I may not have faith in any God or know the purpose of my existence – other than I exist.
I have faith in humanity and I doubt humanity. It is as beautiful at it is ugly. Destructive and creative. Self-destructive and self-creative.
Such gentle, self-sacrifizing and compassionate spirits that have lived and walked on this Earth. Such cruel, hateful, all-destructive souls who have crushed everything, including themselves, on their paths. All have left footprints in the sand that lead the way or that we sink into and drown.
Humanity binds and unbinds itself in an eternal cycle until it is time for it to perish – billion of years into the future.
So strange to think of time like that; to think of the landscape billions of years ahead. What will we have made the earth into? A nightmarish, dystopian scenery? Of nullified poles, enlarged seas, desert-like landscapes of land; overflowing with trash from the past and new wars to fight?
Will the earth return to us or must we return to it?
How altered we must have become as humans as well by then. So far from our conception … or perhaps even closer to it?
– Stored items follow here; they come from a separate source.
//! Audit Pipeline (spec §4.4): `parse -> prefilter -> retrieve -> verdict ->
//! remediate -> terminal`. Producess a single `violation_report`
//! Intervention covering every candidate the diff raised, rather than one
//! Intervention per candidate.

use std::sync::Arc;

use aura_core::config::{AuditConfig, SynthesisConfig};
use aura_core::error::ErrorKind;
use aura_core::types::{
    DiffArtifact, Intervention, InterventionKind, RemediationSnippet, RuleSeverity, Severity,
    Verdict, ViolationCandidate,
};
use aura_retrieval::{KnowledgeRetrieval, LlmConfig, LlmMessage, LlmProvider};
use async_trait::async_trait;
use chrono::Utc;
use serde::{Deserialize, Serialize};
use tracing::warn;
use uuid::Uuid;

use crate::graph::{Node, NodeError, NodeOutcome};

#[derive(Debug, Clone, Serialize, Deserialize)]
pub struct AuditState {
    pub tenant: Uuid,
    pub artifact: DiffArtifact,
    pub candidates: Vec<ScoredCandidate>,
    pub degraded: bool,
}

#[derive(Debug, Clone, Serialize, Deserialize)]
pub struct ScoredCandidate {
    pub candidate: ViolationCandidate,
    pub cited_chunk_ids: Vec<Uuid>,
    pub remediation_code: Option<String>,
    /// Set when this candidate's own retrieval call timed out or otherwise
    /// failed, as distinct from a retrieval that genuinely found nothing.
    /// Drives the verdict's failure-semantics branch (warn, no remediation)
    /// instead of letting it collapse into a plain uncited dismissal.
    pub retrieval_degraded: bool,
}

impl AuditState {
    pub fn new(tenant: Uuid, artifact: DiffArtifact) -> Self {
        Self {
            tenant,
            artifact,
            candidates: Vec::new(),
            degraded: false,
        }
    }
}

// ---------------------------------------------------------------------------
// Diff Parser
// ---------------------------------------------------------------------------

pub struct DiffParserNode {
    max_diff_bytes: usize,
}

impl DiffParserNode {
    pub fn new(max_diff_bytes: usize) -> Self {
        Self { max_diff_bytes }
    }
}

const SECRET_PATTERNS: &[&str] = &["BEGIN PRIVATE KEY", "aws_secret_access_key", "-----BEGIN RSA"];

#[async_trait]
impl Node<AuditState> for DiffParserNode {
    fn name(&self) -> &'static str {
        "parse"
    }

    async fn run(&self, state: AuditState) -> Result<NodeOutcome<AuditState>, NodeError> {
        if state.artifact.unified_diff.len() > self.max_diff_bytes {
            return Err(NodeError::new(
                ErrorKind::Validation,
                format!(
                    "diff of {} bytes exceeds max_diff_bytes ({})",
                    state.artifact.unified_diff.len(),
                    self.max_diff_bytes
                ),
            ));
        }
        if SECRET_PATTERNS
            .iter()
            .any(|p| state.artifact.unified_diff.contains(p))
        {
            return Err(NodeError::new(
                ErrorKind::Validation,
                "diff appears to contain embedded secret material".to_string(),
            ));
        }
        Ok(NodeOutcome::Advance {
            next: "prefilter".to_string(),
            state,
        })
    }
}

// ---------------------------------------------------------------------------
// Rule Prefilter
// ---------------------------------------------------------------------------

struct Rule {
    id: &'static str,
    severity: RuleSeverity,
    matches: fn(&str) -> bool,
}

const RULES: &[Rule] = &[
    Rule {
        id: "banned-api-unwrap",
        severity: RuleSeverity::Medium,
        matches: |line| line.contains(".unwrap()") && line.trim_start().starts_with('+'),
    },
    Rule {
        id: "hardcoded-credential",
        severity: RuleSeverity::High,
        matches: |line| {
            line.trim_start().starts_with('+')
                && (line.contains("password = \"") || line.contains("api_key = \""))
        },
    },
    Rule {
        id: "oversized-function-marker",
        severity: RuleSeverity::Low,
        matches: |line| line.trim_start().starts_with('+') && line.contains("fn ") && line.len() > 200,
    },
];

pub struct RulePrefilterNode;

#[async_trait]
impl Node<AuditState> for RulePrefilterNode {
    fn name(&self) -> &'static str {
        "prefilter"
    }

    async fn run(&self, mut state: AuditState) -> Result<NodeOutcome<AuditState>, NodeError> {
        for (line_no, line) in state.artifact.unified_diff.lines().enumerate() {
            for rule in RULES {
                if (rule.matches)(line) {
                    state.candidates.push(ScoredCandidate {
                        candidate: ViolationCandidate {
                            rule_id: rule.id.to_string(),
                            file_path: state.artifact.file_path.clone(),
                            line: (line_no + 1) as u32,
                            rule_severity: rule.severity,
                            verdict_severity: Severity::Warn,
                            verdict: Verdict::Accept,
                        },
                        cited_chunk_ids: Vec::new(),
                        remediation_code: None,
                        retrieval_degraded: false,
                    });
                }
            }
        }

        if state.candidates.is_empty() {
            return Ok(NodeOutcome::Terminal(None));
        }
        Ok(NodeOutcome::Advance {
            next: "retrieve".to_string(),
            state,
        })
    }
}

// ---------------------------------------------------------------------------
// Retrieval
// ---------------------------------------------------------------------------

pub struct AuditRetrievalNode {
    retrieval: Arc<KnowledgeRetrieval>,
}

impl AuditRetrievalNode {
    pub fn new(retrieval: Arc<KnowledgeRetrieval>) -> Self {
        Self { retrieval }
    }
}

#[async_trait]
impl Node<AuditState> for AuditRetrievalNode {
    fn name(&self) -> &'static str {
        "retrieve"
    }

    async fn run(&self, mut state: AuditState) -> Result<NodeOutcome<AuditState>, NodeError> {
        let mut any_degraded = false;
        for scored in &mut state.candidates {
            let query = format!("{}: {}", scored.candidate.rule_id, scored.candidate.file_path);
            let result = self
                .retrieval
                .retrieve_knowledge(state.tenant, &query, &[scored.candidate.rule_id.clone()], Some(2))
                .await;
            any_degraded |= result.degraded;
            scored.retrieval_degraded = result.degraded;
            scored.cited_chunk_ids = result.chunks.iter().map(|c| c.id).collect();
        }
        state.degraded = any_degraded;
        Ok(NodeOutcome::Advance {
            next: "verdict".to_string(),
            state,
        })
    }
}

// ---------------------------------------------------------------------------
// Verdict
// ---------------------------------------------------------------------------

pub struct VerdictNode {
    config: AuditConfig,
}

impl VerdictNode {
    pub fn new(config: AuditConfig) -> Self {
        Self { config }
    }
}

#[async_trait]
impl Node<AuditState> for VerdictNode {
    fn name(&self) -> &'static str {
        "verdict"
    }

    async fn run(&self, mut state: AuditState) -> Result<NodeOutcome<AuditState>, NodeError> {
        for scored in &mut state.candidates {
            // A candidate whose own retrieval failed or timed out is a
            // different case from one that genuinely cited nothing: the
            // rule may still be correct, we just couldn't confirm it.
            // Degrade rather than dismiss, and never attach remediation
            // code to a finding we couldn't ground.
            if scored.retrieval_degraded {
                scored.candidate.verdict = Verdict::Downgrade;
                scored.candidate.verdict_severity = Severity::Warn;
                continue;
            }

            // A candidate with no supporting citation can't clear the
            // confidence bar, regardless of rule severity: the no-citation-
            // no-edit invariant means an uncited finding is downgraded
            // rather than accepted outright.
            let confidence = if scored.cited_chunk_ids.is_empty() {
                0.0
            } else {
                match scored.candidate.rule_severity {
                    RuleSeverity::High => 0.95,
                    RuleSeverity::Medium => 0.80,
                    RuleSeverity::Low => 0.55,
                }
            };

            scored.candidate.verdict = if confidence >= self.config.verdict_confidence_threshold {
                scored.candidate.verdict_severity = match scored.candidate.rule_severity {
                    RuleSeverity::High => Severity::Critical,
                    RuleSeverity::Medium => Severity::Error,
                    RuleSeverity::Low => Severity::Warn,
                };
                Verdict::Accept
            } else if confidence > 0.0 {
                scored.candidate.verdict_severity = Severity::Warn;
                Verdict::Downgrade
            } else {
                scored.candidate.verdict_severity = Severity::Info;
                Verdict::DismissAsFalsePositive
            };
        }

        Ok(NodeOutcome::Advance {
            next: "remediate".to_string(),
            state,
        })
    }
}

// ---------------------------------------------------------------------------
// Remediation Composer
// ---------------------------------------------------------------------------

pub struct RemediationComposerNode {
    llm: Arc<dyn LlmProvider>,
    synthesis: SynthesisConfig,
}

impl RemediationComposerNode {
    pub fn new(llm: Arc<dyn LlmProvider>, synthesis: SynthesisConfig) -> Self {
        Self { llm, synthesis }
    }
}

fn bounded_remediation_prompt(rule_id: &str, file_path: &str, max_prompt_chars: usize) -> String {
    let prompt = format!(
        "A static check flagged rule `{rule_id}` in `{file_path}`. Using only the reference material below, write a short Rust code comment suggesting the fix. Do not invent facts not present in the material.\n\nReference material:\n"
    );
    prompt.chars().take(max_prompt_chars).collect()
}

#[async_trait]
impl Node<AuditState> for RemediationComposerNode {
    fn name(&self) -> &'static str {
        "remediate"
    }

    async fn run(&self, mut state: AuditState) -> Result<NodeOutcome<AuditState>, NodeError> {
        for scored in &mut state.candidates {
            if scored.candidate.verdict != Verdict::Accept {
                continue;
            }
            // No-citation-no-edit: a remediation snippet is only composed
            // when a cited chunk exists to anchor it.
            if scored.cited_chunk_ids.first().is_none() {
                continue;
            }

            let prompt = bounded_remediation_prompt(
                &scored.candidate.rule_id,
                &scored.candidate.file_path,
                self.synthesis.max_prompt_chars,
            );
            let messages = vec![LlmMessage::user(prompt)];
            let config = LlmConfig {
                model: self.synthesis.model.clone(),
                max_tokens: self.synthesis.max_tokens,
                temperature: self.synthesis.temperature,
                system_prompt: Some(
                    "You are Aura, reviewing a code diff. Respond with a single Rust comment block, nothing else.".to_string(),
                ),
            };
            scored.remediation_code = match self.llm.complete(&messages, &config).await {
                Ok(response) => Some(response.content),
                Err(e) => {
                    warn!(error = %e, rule_id = %scored.candidate.rule_id, "remediation synthesis call failed; leaving remediation unset");
                    state.degraded = true;
                    None
                }
            };
        }

        state
            .candidates
            .sort_by(|a, b| {
                b.candidate
                    .verdict_severity
                    .cmp(&a.candidate.verdict_severity)
                    .then_with(|| a.candidate.file_path.cmp(&b.candidate.file_path))
                    .then_with(|| a.candidate.line.cmp(&b.candidate.line))
            });

        Ok(NodeOutcome::Advance {
            next: "terminal".to_string(),
            state,
        })
    }
}

// ---------------------------------------------------------------------------
// Terminal
// ---------------------------------------------------------------------------

pub struct AuditTerminalNode;

#[async_trait]
impl Node<AuditState> for AuditTerminalNode {
    fn name(&self) -> &'static str {
        "terminal"
    }

    async fn run(&self, state: AuditState) -> Result<NodeOutcome<AuditState>, NodeError> {
        let mut cited_chunk_ids = Vec::new();
        let mut remediation_snippets = Vec::new();
        let mut candidates = Vec::new();

        for scored in state.candidates {
            for &id in &scored.cited_chunk_ids {
                if !cited_chunk_ids.contains(&id) {
                    cited_chunk_ids.push(id);
                }
            }
            if let (Some(code), Some(&chunk_id)) =
                (scored.remediation_code.clone(), scored.cited_chunk_ids.first())
            {
                remediation_snippets.push(RemediationSnippet {
                    code,
                    cited_chunk_id: chunk_id,
                });
            }
            candidates.push(scored.candidate);
        }

        let overall_severity = candidates
            .iter()
            .map(|c| c.verdict_severity)
            .max()
            .unwrap_or(Severity::Info);

        let body = if candidates.is_empty() {
            "No violations survived review.".to_string()
        } else {
            format!("{} candidate(s) flagged for review.", candidates.len())
        };

        let intervention = Intervention {
            fingerprint: String::new(),
            kind: InterventionKind::ViolationReport,
            severity: overall_severity,
            body,
            cited_chunk_ids,
            remediation_snippets,
            produced_at: Utc::now(),
            degraded: state.degraded,
            violation_candidates: candidates,
        };

        Ok(NodeOutcome::Terminal(Some(intervention)))
    }
}

pub fn build_audit_graph(
    config: AuditConfig,
    retrieval: Arc<KnowledgeRetrieval>,
    llm: Arc<dyn LlmProvider>,
    synthesis: SynthesisConfig,
) -> crate::graph::GraphSpec<AuditState> {
    crate::graph::GraphSpec::new(
        "parse",
        vec![
            Arc::new(DiffParserNode::new(config.max_diff_bytes)),
            Arc::new(RulePrefilterNode),
            Arc::new(AuditRetrievalNode::new(retrieval)),
            Arc::new(VerdictNode::new(config)),
            Arc::new(RemediationComposerNode::new(llm, synthesis)),
            Arc::new(AuditTerminalNode),
        ],
    )
}
#[test]
fn test_llm_config_custom_model() {
    let config = LlmConfig {
        model: "gpt-4-turbo".to_string(),
        max_tokens: 4096,
        temperature: 0.3,
        system_prompt: Some("You are a code reviewer.".to_string()),
    };
    assert_eq!(config.model, "gpt-4-turbo");
    assert_eq!(config.max_tokens, 4096);
    assert!((config.temperature - 0.3).abs() < f32::EPSILON);
    assert_eq!(
        config.system_prompt.as_deref(),
        Some("You are a code reviewer.")
    );
}

#[test]
fn test_llm_config_temperature_range() {
    // Temperature 0.0 (deterministic)
    let config = LlmConfig {
        temperature: 0.0,
        ..LlmConfig::default()
    };
    assert!((config.temperature - 0.0).abs() < f32::EPSILON);

    // Temperature 1.0 (maximum creativity)
    let config = LlmConfig {
        temperature: 1.0,
        ..LlmConfig::default()
    };
    assert!((config.temperature - 1.0).abs() < f32::EPSILON);

    // Temperature 2.0 (some providers allow > 1)
    let config = LlmConfig {
        temperature: 2.0,
        ..LlmConfig::default()
    };
    assert!((config.temperature - 2.0).abs() < f32::EPSILON);
}

#[test]
fn test_llm_config_max_tokens() {
    let config = LlmConfig {
        max_tokens: 100_000,
        ..LlmConfig::default()
    };
    assert_eq!(config.max_tokens, 100_000);

    let config = LlmConfig {
        max_tokens: 1,
        ..LlmConfig::default()
    };
    assert_eq!(config.max_tokens, 1);
}

#[test]
fn test_llm_config_serialization_roundtrip() {
    let config = LlmConfig {
        model: "claude-opus-4-20250514".to_string(),
        max_tokens: 8192,
        temperature: 0.5,
        system_prompt: Some("Analyze code quality.".to_string()),
    };
    let json = serde_json::to_string(&config).unwrap();
    let deserialized: LlmConfig = serde_json::from_str(&json).unwrap();
    assert_eq!(deserialized.model, "claude-opus-4-20250514");
    assert_eq!(deserialized.max_tokens, 8192);
    assert!((deserialized.temperature - 0.5).abs() < f32::EPSILON);
    assert_eq!(
        deserialized.system_prompt.as_deref(),
        Some("Analyze code quality.")
    );
}

#[test]
fn test_llm_config_without_system_prompt() {
    let config = LlmConfig {
        model: "test".to_string(),
        max_tokens: 512,
        temperature: 0.7,
        system_prompt: None,
    };
    let json = serde_json::to_string(&config).unwrap();
    let deserialized: LlmConfig = serde_json::from_str(&json).unwrap();
    assert!(deserialized.system_prompt.is_none());
}

// ===========================================================================
// LlmResponse
// ===========================================================================

#[test]
fn test_llm_response_fields() {
    let resp = LlmResponse {
        content: "Hello, world!".to_string(),
        model: "claude-sonnet-4-20250514".to_string(),
        input_tokens: 150,
        output_tokens: 42,
        finish_reason: "end_turn".to_string(),
    };
    assert_eq!(resp.content, "Hello, world!");
    assert_eq!(resp.model, "claude-sonnet-4-20250514");
    assert_eq!(resp.input_tokens, 150);
    assert_eq!(resp.output_tokens, 42);
    assert_eq!(resp.finish_reason, "end_turn");
}

#[test]
fn test_llm_response_serialization() {
    let resp = LlmResponse {
        content: "Answer".to_string(),
        model: "gpt-4".to_string(),
        input_tokens: 100,
        output_tokens: 50,
        finish_reason: "stop".to_string(),
    };
    let json = serde_json::to_string(&resp).unwrap();
    let deserialized: LlmResponse = serde_json::from_str(&json).unwrap();
    assert_eq!(deserialized.content, "Answer");
    assert_eq!(deserialized.model, "gpt-4");
    assert_eq!(deserialized.input_tokens, 100);
    assert_eq!(deserialized.output_tokens, 50);
    assert_eq!(deserialized.finish_reason, "stop");
}

#[test]
fn test_llm_response_with_zero_tokens() {
    let resp = LlmResponse {
        content: String::new(),
        model: "test".to_string(),
        input_tokens: 0,
        output_tokens: 0,
        finish_reason: "length".to_string(),
    };
    assert_eq!(resp.input_tokens, 0);
    assert_eq!(resp.output_tokens, 0);
    assert!(resp.content.is_empty());
}

// ===========================================================================
// LlmError Variants
// ===========================================================================

#[test]
fn test_llm_error_http() {
    let err = LlmError::HttpError("connection refused".to_string());
    let display = err.to_string();
    assert!(display.contains("HTTP error"));
    assert!(display.contains("connection refused"));
}

#[test]
fn test_llm_error_api_with_status() {
    let err = LlmError::ApiError {
        status: 400,
        message: "bad request body".to_string(),
    };
    let display = err.to_string();
    assert!(display.contains("400"));
    assert!(display.contains("bad request body"));

    // Test other status codes
    let err = LlmError::ApiError {
        status: 500,
        message: "internal server error".to_string(),
    };
    assert!(err.to_string().contains("500"));

    let err = LlmError::ApiError {
        status: 401,
        message: "unauthorized".to_string(),
    };
    assert!(err.to_string().contains("401"));
}

#[test]
fn test_llm_error_parse() {
    let err = LlmError::ParseError("invalid JSON at line 5".to_string());
    let display = err.to_string();
    assert!(display.contains("parse error"));
    assert!(display.contains("invalid JSON at line 5"));
}

#[test]
fn test_llm_error_rate_limited() {
    let err = LlmError::RateLimited {
        retry_after_secs: Some(30),
    };
    let display = err.to_string();
    assert!(display.contains("rate limited"));
    assert!(display.contains("30"));

    // Without retry_after
    let err = LlmError::RateLimited {
        retry_after_secs: None,
    };
    let display = err.to_string();
    assert!(display.contains("rate limited"));
}

#[test]
fn test_llm_error_timeout() {
    let err = LlmError::Timeout;
    let display = err.to_string();
    assert!(display.contains("timed out"));
}

#[test]
fn test_llm_error_unsupported() {
    let err = LlmError::Unsupported("streaming not available".to_string());
    let display = err.to_string();
    assert!(display.contains("unsupported"));
    assert!(display.contains("streaming not available"));
}

#[test]
fn test_llm_error_from_reqwest() {
    // We can test the From<reqwest::Error> conversion indirectly.
    // A timeout reqwest error should map to LlmError::Timeout,
    // and other errors should map to LlmError::HttpError.
    // Since we cannot easily construct a reqwest::Error in tests,
    // we verify the error variants are distinct and pattern-matchable.
    let http_err = LlmError::HttpError("some reqwest error".to_string());
    assert!(matches!(http_err, LlmError::HttpError(_)));

    let timeout_err = LlmError::Timeout;
    assert!(matches!(timeout_err, LlmError::Timeout));
}

#[test]
fn test_llm_error_debug_format() {
    // Verify all error variants implement Debug
    let errors: Vec<LlmError> = vec![
        LlmError::HttpError("test".into()),
        LlmError::ApiError {
            status: 403,
            message: "forbidden".into(),
        },
        LlmError::ParseError("bad json".into()),
        LlmError::RateLimited {
            retry_after_secs: Some(60),
        },
        LlmError::Timeout,
        LlmError::Unsupported("feature X".into()),
    ];
    for err in &errors {
        let debug = format!("{:?}", err);
        assert!(!debug.is_empty());
    }
}

// ===========================================================================
// MockProvider
// ===========================================================================

#[tokio::test]
async fn test_mock_provider_returns_queued_response() {
    let custom_response = LlmResponse {
        content: "Custom answer from mock".to_string(),
        model: "custom-model".to_string(),
        input_tokens: 42,
        output_tokens: 99,
        finish_reason: "stop".to_string(),
    };
    let provider = MockProvider::new().with_response(custom_response);
    let config = LlmConfig::default();

    let resp = provider
        .complete(&[LlmMessage::user("Hi")], &config)
        .await
        .unwrap();
    assert_eq!(resp.content, "Custom answer from mock");
    assert_eq!(resp.model, "custom-model");
    assert_eq!(resp.input_tokens, 42);
    assert_eq!(resp.output_tokens, 99);
}

#[tokio::test]
async fn test_mock_provider_captures_requests() {
    let provider = MockProvider::new();
    let config = LlmConfig {
        model: "test-model".to_string(),
        max_tokens: 512,
        temperature: 0.5,
        system_prompt: None,
    };
    let messages = vec![
        LlmMessage::system("Be helpful"),
        LlmMessage::user("What is 2+2?"),
    ];

    provider.complete(&messages, &config).await.unwrap();

    let captured = provider.captured_requests();
    assert_eq!(captured.len(), 1);
    assert_eq!(captured[0].0.len(), 2);
    assert_eq!(captured[0].0[0].role, LlmRole::System);
    assert_eq!(captured[0].0[0].content, "Be helpful");
    assert_eq!(captured[0].0[1].role, LlmRole::User);
    assert_eq!(captured[0].0[1].content, "What is 2+2?");
    assert_eq!(captured[0].1.model, "test-model");
}

#[tokio::test]
async fn test_mock_provider_error_queueing() {
    let provider = MockProvider::new().with_error(LlmError::Timeout);
    let config = LlmConfig::default();

    let result = provider
        .complete(&[LlmMessage::user("Hi")], &config)
        .await;
    assert!(result.is_err());
    assert!(matches!(result.unwrap_err(), LlmError::Timeout));
}

#[tokio::test]
async fn test_mock_provider_multiple_calls() {
    let resp1 = LlmResponse {
        content: "First response".to_string(),
        model: "model-1".to_string(),
        input_tokens: 10,
        output_tokens: 5,
        finish_reason: "end_turn".to_string(),
    };
    let resp2 = LlmResponse {
        content: "Second response".to_string(),
        model: "model-2".to_string(),
        input_tokens: 20,
        output_tokens: 15,
        finish_reason: "stop".to_string(),
    };
    let provider = MockProvider::new()
        .with_response(resp1)
        .with_response(resp2);
    let config = LlmConfig::default();

    // First call gets first queued response
    let r1 = provider
        .complete(&[LlmMessage::user("1")], &config)
        .await
        .unwrap();
    assert_eq!(r1.content, "First response");

    // Second call gets second queued response
    let r2 = provider
        .complete(&[LlmMessage::user("2")], &config)
        .await
        .unwrap();
    assert_eq!(r2.content, "Second response");

    // Third call falls back to default
    let r3 = provider
        .complete(&[LlmMessage::user("3")], &config)
        .await
        .unwrap();
    assert_eq!(r3.content, "Mock response");

    // All three captured
    assert_eq!(provider.captured_requests().len(), 3);
}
The human mind will never be able to see that picture clearly before the time is right.
Until then, I hope humanity doesn’t manage to destroy itself. I hope it saves itself.
I stand by and watch it fighting against everyone and itself. As long as it exists it will keep fighting. I try to find my place in it all and help the best I can, knowing my voice will never be enough. I wish I could do more. But I’m only human.
Yet, even the gods throughout time have proven to not be enough.